Высокое исполнительское мастерство, виртуозные импровизации и восторг зрителей – все это джаз, популярность которого в Алматы растет очень быстро. Многие пока не знают, что в южной столице Казахстана сформировалась целая плеяда талантливых и, что самое интересное, молодых джазменов. Существует стереотип, что джаз – это музыка, сложная для восприятия. И поэтому она не нравится молодежи. Сегодня он рушится на глазах. Об этом мы поговорили с молодым и талантливым алматинским саксофонистом Михаилом Брусовым [газетная статья].
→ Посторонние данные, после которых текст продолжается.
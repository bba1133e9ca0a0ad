use crate::app::App;
use ratatui::{
    layout::{Alignment, Constraint, Direction, Layout, Rect},
    style::{Color, Style},
    text::{Line, Span},
    widgets::{Clear, Gauge, Paragraph},
    Frame,
};
use std::time::Instant;

mod navbar;
mod page;
pub(crate) mod search;
pub(crate) mod spinner;
pub(super) mod utils;

use spinner::{LoadingIndicator, SpinnerColor, SpinnerSize};

const SUBTITLE: &str = "Preparing your documentation experience";

pub fn render(frame: &mut Frame, app: &mut App) {
    if app.is_initial_loading() {
        render_initial_overlay(frame, app);
        return;
    }

    let footer_height = if app.footer.is_some() { 2 } else { 0 };
    let root = Layout::default()
        .direction(Direction::Vertical)
        .constraints([
            Constraint::Length(3),
            Constraint::Length(1),
            Constraint::Min(0),
            Constraint::Length(footer_height),
            Constraint::Length(1),
        ])
        .split(frame.area());

    let search_area = navbar::render_navbar(frame, root[0], app);
    render_progress(frame, root[1], app);

    let body = root[2];
    page::render_page(frame, body, app);
    if app.is_page_loading() {
        frame.render_widget(Clear, body);
        page_load_indicator().render(frame, body, &mut app.throbber_state);
    }

    if let Some(footer) = &app.footer {
        page::render_footer(frame, root[3], footer);
    }
    render_key_hints(frame, root[4], app);

    // Dropdown floats over the page, below the search box
    let bounds = Rect {
        height: root[0].height + root[1].height + body.height,
        ..frame.area()
    };
    search::render_dropdown(frame, search_area, bounds, app);
}

/// Spinner drawn over the page body while a route change settles.
fn page_load_indicator() -> LoadingIndicator {
    LoadingIndicator::new(SpinnerSize::Md)
        .color(SpinnerColor::Green)
        .text("Loading page...")
}

fn render_initial_overlay(frame: &mut Frame, app: &mut App) {
    let indicator = LoadingIndicator::new(SpinnerSize::Lg)
        .color(SpinnerColor::Blue)
        .text(format!("Loading {}...", app.title))
        .full_screen();
    let area = frame.area();
    indicator.render(frame, area, &mut app.throbber_state);

    let indicator_top = area.y + area.height.saturating_sub(indicator.height()) / 2;
    let subtitle_y = indicator_top + indicator.height() + 1;
    if subtitle_y < area.y + area.height {
        frame.render_widget(
            Paragraph::new(Line::styled(SUBTITLE, Style::default().fg(Color::DarkGray)))
                .alignment(Alignment::Center),
            Rect {
                y: subtitle_y,
                height: 1,
                ..area
            },
        );
    }
}

fn render_progress(frame: &mut Frame, area: Rect, app: &App) {
    let Some(load) = &app.page_load else {
        return;
    };
    let gauge = Gauge::default()
        .gauge_style(Style::default().fg(Color::Blue))
        .ratio(load.window.progress(Instant::now()))
        .label("");
    frame.render_widget(gauge, area);
}

fn render_key_hints(frame: &mut Frame, area: Rect, app: &App) {
    let hints: &[(&str, &str)] = if app.search_focused {
        &[
            ("↑↓", "select"),
            ("Enter", "open"),
            ("1-5", "recent"),
            ("Ctrl+X", "clear"),
            ("Esc", "close"),
        ]
    } else {
        &[("/", "search"), ("Tab", "next page"), ("Enter", "open"), ("q", "quit")]
    };

    let mut spans = Vec::new();
    for (key, action) in hints {
        spans.push(Span::styled(format!(" {} ", key), Style::default().fg(Color::Yellow)));
        spans.push(Span::styled(format!("{}  ", action), Style::default().fg(Color::DarkGray)));
    }
    if let Some(status) = &app.status_message {
        spans.push(Span::styled(status.clone(), Style::default().fg(Color::Gray)));
    }
    frame.render_widget(Paragraph::new(Line::from(spans)), area);
}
МУЗЫКА, СОЗДАЮЩАЯ ФАНТАСТИЧЕСКУЮ АТМОСФЕРУ
– Как ты попал в джаз?
– Меня с детства тянуло к музыке. В первом классе я пошел в музыкальную школу, но проучился там лишь полгода, поскольку мы с родителями переехали в другой район города. И после этого с музыкой я столкнулся только в восьмом классе. Потом поступил в музыкальный колледж имени Чайковского в Алматы. Окончив его, продолжил учебу в Российской академии музыки имени Гнесиных в Москве. Вначале обучался на классическом отделении. А когда попробовал играть джаз, понял, что классическая музыка – не мое. Буду играть джаз.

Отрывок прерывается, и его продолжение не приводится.